Но постепенно слезы иссякли, на смену им пришла оцепеняющая усталость. Он уткнулся в топчан и тяжело вздыхал, пытаясь успокоиться.
Вдруг ощутил на своей щеке теплое дыхание. Незнакомец прильнул к его лбу своим. Данька вспомнил, что руки его тоже связаны, наверное, он хотел бы успокаивающе погладить плачущего юнца по голове, как всегда гладят маленьких детей, но не мог, вот и ерошил своим дыханием его волосы.

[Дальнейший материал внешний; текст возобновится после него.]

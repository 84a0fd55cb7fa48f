//! # Payment Error Types
//!
//! Typed error handling for payment request creation.
//! Every handler step returns `Result<T, PaymentError>`.

use thiserror::Error;

/// Core error type for payment request operations
#[derive(Debug, Error)]
pub enum PaymentError {
    /// Request used a method other than POST
    #[error("Method not allowed")]
    MethodNotAllowed,

    /// Configuration errors (missing keys, invalid config)
    #[error("Configuration error: {0}")]
    Configuration(String),

    /// Invalid or incomplete request data
    #[error("Invalid request: {0}")]
    InvalidRequest(String),

    /// Provider answered, but the reply lacks a link, QR reference or identifier
    #[error("Incomplete provider response: {raw}")]
    ProviderResponse { raw: serde_json::Value },

    /// Provider call failed (transport error or provider-side rejection)
    #[error("Provider call failed: {0}")]
    ProviderCall(String),
}

impl PaymentError {
    /// Returns the HTTP status code appropriate for this error
    pub fn status_code(&self) -> u16 {
        match self {
            PaymentError::MethodNotAllowed => 405,
            PaymentError::Configuration(_) => 500,
            PaymentError::InvalidRequest(_) => 400,
            PaymentError::ProviderResponse { .. } => 500,
            PaymentError::ProviderCall(_) => 500,
        }
    }

    /// Message returned to the caller.
    ///
    /// Server-side failures get a fixed message; the full detail only goes to the log.
    pub fn public_message(&self) -> String {
        match self {
            PaymentError::MethodNotAllowed => "Method Not Allowed".to_string(),
            PaymentError::Configuration(_) => {
                "Server configuration error: XUMM API keys are missing.".to_string()
            }
            PaymentError::InvalidRequest(message) => message.clone(),
            PaymentError::ProviderResponse { .. } => {
                "Failed to create XUMM payment payload.".to_string()
            }
            PaymentError::ProviderCall(_) => {
                "Internal server error during XUMM payload creation.".to_string()
            }
        }
    }

    /// Extra detail exposed in the `error` field of the response body
    pub fn detail(&self) -> Option<&str> {
        match self {
            PaymentError::ProviderCall(message) => Some(message),
            _ => None,
        }
    }
}

/// Result type alias for payment operations
pub type PaymentResult<T> = Result<T, PaymentError>;
#![allow(dead_code)]

use std::net::SocketAddr;
use std::sync::{Arc, Mutex};

use async_trait::async_trait;
use http_body_util::{BodyExt, Full};
use hyper::body::{Bytes, Incoming};
use hyper::server::conn::http1;
use hyper::service::service_fn;
use hyper::{HeaderMap, Request, Response};
use hyper_util::rt::TokioIo;
use tokio::io::{AsyncBufReadExt, AsyncWriteExt, BufReader};
use tokio::net::tcp::{OwnedReadHalf, OwnedWriteHalf};
use tokio::net::{TcpListener, TcpStream};
use tokio::sync::{watch, Notify};
use tokio::task::JoinHandle;

use postgate_proto::config::SmtpConfig;
use postgate_proto::inbound::{ArcInboundHandler, InboundHandler, InboundMail, Rejection};
use postgate_proto::smtp::SmtpServer;

// ---- fake sending API

pub struct Captured {
    pub path: String,
    pub headers: HeaderMap,
    pub body: Vec<u8>,
}

pub struct Provider {
    pub url: String,
    pub requests: Arc<Mutex<Vec<Captured>>>,
}

impl Provider {
    pub fn count(&self) -> usize {
        self.requests.lock().unwrap().len()
    }

    pub fn form(&self, idx: usize) -> Vec<FormPart> {
        form_parts(&self.requests.lock().unwrap()[idx])
    }
}

/// An HTTP server answering every request with `status` and `reply`.
pub async fn provider(status: u16, reply: &'static str) -> Provider {
    let listener = TcpListener::bind("127.0.0.1:0").await.unwrap();
    let addr = listener.local_addr().unwrap();
    let requests = Arc::new(Mutex::new(Vec::new()));

    let seen = requests.clone();
    tokio::spawn(async move {
        while let Ok((stream, _)) = listener.accept().await {
            let seen = seen.clone();
            tokio::spawn(async move {
                let service = service_fn(move |req: Request<Incoming>| {
                    let seen = seen.clone();
                    async move {
                        let (parts, body) = req.into_parts();
                        let body = body.collect().await?.to_bytes().to_vec();
                        seen.lock().unwrap().push(Captured {
                            path: parts.uri.path().to_string(),
                            headers: parts.headers,
                            body,
                        });
                        Ok::<_, hyper::Error>(
                            Response::builder()
                                .status(status)
                                .body(Full::new(Bytes::from(reply)))
                                .unwrap(),
                        )
                    }
                });
                let _ = http1::Builder::new()
                    .serve_connection(TokioIo::new(stream), service)
                    .await;
            });
        }
    });

    Provider {
        url: format!("http://{}/v3/example.com/messages", addr),
        requests,
    }
}

#[derive(Debug, Clone, PartialEq)]
pub struct FormPart {
    pub name: String,
    pub filename: Option<String>,
    pub data: Vec<u8>,
}

impl FormPart {
    pub fn text(&self) -> String {
        String::from_utf8_lossy(&self.data).to_string()
    }
}

fn find(haystack: &[u8], needle: &[u8], from: usize) -> Option<usize> {
    haystack[from..]
        .windows(needle.len())
        .position(|w| w == needle)
        .map(|p| p + from)
}

fn param(header: &str, key: &str) -> Option<String> {
    let prefix = format!("{}=", key);
    header
        .split(';')
        .map(str::trim)
        .find_map(|p| p.strip_prefix(prefix.as_str()))
        .map(|v| v.trim_matches('"').to_string())
}

/// Minimal multipart/form-data reader, enough for what reqwest sends.
pub fn form_parts(req: &Captured) -> Vec<FormPart> {
    let content_type = req.headers["content-type"].to_str().unwrap();
    let boundary = content_type
        .split("boundary=")
        .nth(1)
        .unwrap()
        .trim_matches('"');
    let delimiter = format!("--{}", boundary).into_bytes();

    let mut positions = vec![];
    let mut from = 0;
    while let Some(p) = find(&req.body, &delimiter, from) {
        positions.push(p);
        from = p + delimiter.len();
    }

    positions
        .windows(2)
        .map(|w| {
            let section = &req.body[w[0] + delimiter.len()..w[1]];
            let section = section.strip_prefix(b"\r\n").unwrap();
            let section = section.strip_suffix(b"\r\n").unwrap();
            let split = find(section, b"\r\n\r\n", 0).unwrap();
            let headers = String::from_utf8_lossy(&section[..split]).to_string();
            let disposition = headers
                .lines()
                .find(|l| l.to_ascii_lowercase().starts_with("content-disposition"))
                .unwrap()
                .to_string();
            FormPart {
                name: param(&disposition, "name").unwrap(),
                filename: param(&disposition, "filename"),
                data: section[split + 4..].to_vec(),
            }
        })
        .collect()
}

pub fn field<'a>(parts: &'a [FormPart], name: &str) -> Option<&'a FormPart> {
    parts.iter().find(|p| p.name == name)
}

// ---- handlers

/// Accepts and keeps everything.
#[derive(Default)]
pub struct Recorder {
    pub mails: Mutex<Vec<InboundMail>>,
}

#[async_trait]
impl InboundHandler for Recorder {
    async fn handle(&self, mail: InboundMail) -> Result<(), Rejection> {
        self.mails.lock().unwrap().push(mail);
        Ok(())
    }
}

/// Holds messages sent to `held@` or `held-refused@` until `release` is
/// notified, the latter are then refused. Everything else goes through.
#[derive(Default)]
pub struct Gate {
    pub entered: Notify,
    pub release: Notify,
    pub mails: Mutex<Vec<InboundMail>>,
}

#[async_trait]
impl InboundHandler for Gate {
    async fn handle(&self, mail: InboundMail) -> Result<(), Rejection> {
        let rcpt = mail.envelope.forward_paths[0].clone();
        if rcpt.starts_with("held") {
            self.entered.notify_one();
            self.release.notified().await;
        }
        if rcpt.starts_with("held-refused@") {
            return Err(Rejection::Provider);
        }
        self.mails.lock().unwrap().push(mail);
        Ok(())
    }
}

// ---- smtp

pub fn smtp_config(max_message_size: usize) -> SmtpConfig {
    SmtpConfig {
        bind_addr: "127.0.0.1:0".parse().unwrap(),
        hostname: "mx.test".into(),
        read_timeout: 5,
        write_timeout: 5,
        max_message_size,
    }
}

pub struct Running {
    pub addr: SocketAddr,
    pub exit: watch::Sender<bool>,
    pub handle: JoinHandle<anyhow::Result<()>>,
}

pub async fn smtp_server(config: SmtpConfig, handler: ArcInboundHandler) -> Running {
    let listener = TcpListener::bind(config.bind_addr).await.unwrap();
    let addr = listener.local_addr().unwrap();
    let (exit, must_exit) = watch::channel(false);
    let server = SmtpServer::new(config, handler);
    let handle = tokio::spawn(async move { server.serve(listener, must_exit).await });
    Running { addr, exit, handle }
}

pub struct SmtpClient {
    reader: BufReader<OwnedReadHalf>,
    writer: OwnedWriteHalf,
}

impl SmtpClient {
    /// Connect and consume the greeting.
    pub async fn connect(addr: SocketAddr) -> Self {
        let (read, writer) = TcpStream::connect(addr).await.unwrap().into_split();
        let mut client = Self {
            reader: BufReader::new(read),
            writer,
        };
        let (code, text) = client.reply().await;
        assert_eq!(code, 220, "unexpected greeting {}", text);
        client
    }

    /// Read a full, possibly multiline, reply.
    pub async fn reply(&mut self) -> (u16, String) {
        let mut text = String::new();
        loop {
            let mut line = String::new();
            let n = self.reader.read_line(&mut line).await.unwrap();
            assert!(n > 0, "connection closed, got so far: {:?}", text);
            text.push_str(&line);
            if line.as_bytes().get(3) != Some(&b'-') {
                return (line[..3].parse().unwrap(), text);
            }
        }
    }

    pub async fn send(&mut self, raw: &str) {
        self.writer.write_all(raw.as_bytes()).await.unwrap();
    }

    pub async fn command(&mut self, cmd: &str) -> (u16, String) {
        self.send(&format!("{}\r\n", cmd)).await;
        self.reply().await
    }

    /// Full transaction from MAIL to the end of DATA, returns the last reply.
    pub async fn mail(&mut self, from: &str, to: &[&str], content: &str) -> (u16, String) {
        assert_eq!(self.command(&format!("MAIL FROM:<{}>", from)).await.0, 250);
        for rcpt in to {
            assert_eq!(self.command(&format!("RCPT TO:<{}>", rcpt)).await.0, 250);
        }
        assert_eq!(self.command("DATA").await.0, 354);
        self.send(content).await;
        self.send(".\r\n").await;
        self.reply().await
    }

    /// True once the server has closed the connection.
    pub async fn is_closed(&mut self) -> bool {
        let mut line = String::new();
        matches!(self.reader.read_line(&mut line).await, Ok(0) | Err(_))
    }
}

— Успокойтесь, мой юный друг, успокойтесь, — прошептал он. — Вы еще совсем дитя, а выпало вам, судя по всему, столько, что и не каждому взрослому выдержать. Циники уверяют, что человеку по-настоящему плохо не тогда, когда у него беда, а когда у его ближнего все хорошо. Если вы циничны, вас должно успокоить, что мир перенасыщен бедами и несчастьями, и один из таких несчастных находится рядом с вами. Если вы милосердны, вы найдете утешение в исцелении страданий другого человека, ибо за те несколько недель, которые минули со времени моего приезда в эту проклятую Богом деревню, я хлебнул столько мучений, что, да простит меня Господь, не раз помышлял о смерти и даже малодушно призывал ее. Поверьте, я оказался настолько слаб, что не замедлил бы сам развязаться с жизнью, когда бы у меня не были связаны руки. Простите за невольный каламбур, — он невесело усмехнулся. — Поверите ли, но, чудится, меньшую боль и страдания доставляла мне рана, чем ежедневное, еженощное надругательство, которым подвергала меня эта распутная тварь. Она вынуждала меня нарушить обеты, данные Отцу Небесному, она окунула меня в бездны таких нечистот, о каких я даже и не подозревал. И хотя я беспрестанно разочаровывал ее стойкостью своего духа и силою своих очистительных, охранительных молитв, хотя ее тело вызывало во мне только отвращение, хотя я знаю, что и под страхом смерти не заставил бы свое естество откликнуться на ее грязные призывы, но все же... ощущение ее немытого тела, которое терлось об меня, ее рук, которые мяли мою спящую плоть, вынуждая к соитию, ее слюнявых губ... все это истерзало меня пуще пыток, которым некогда подвергали христианских мучеников язычники Юстиниана, все это вынудило меня пребывать в уверенности, будто я свершил все семь смертных грехов враз!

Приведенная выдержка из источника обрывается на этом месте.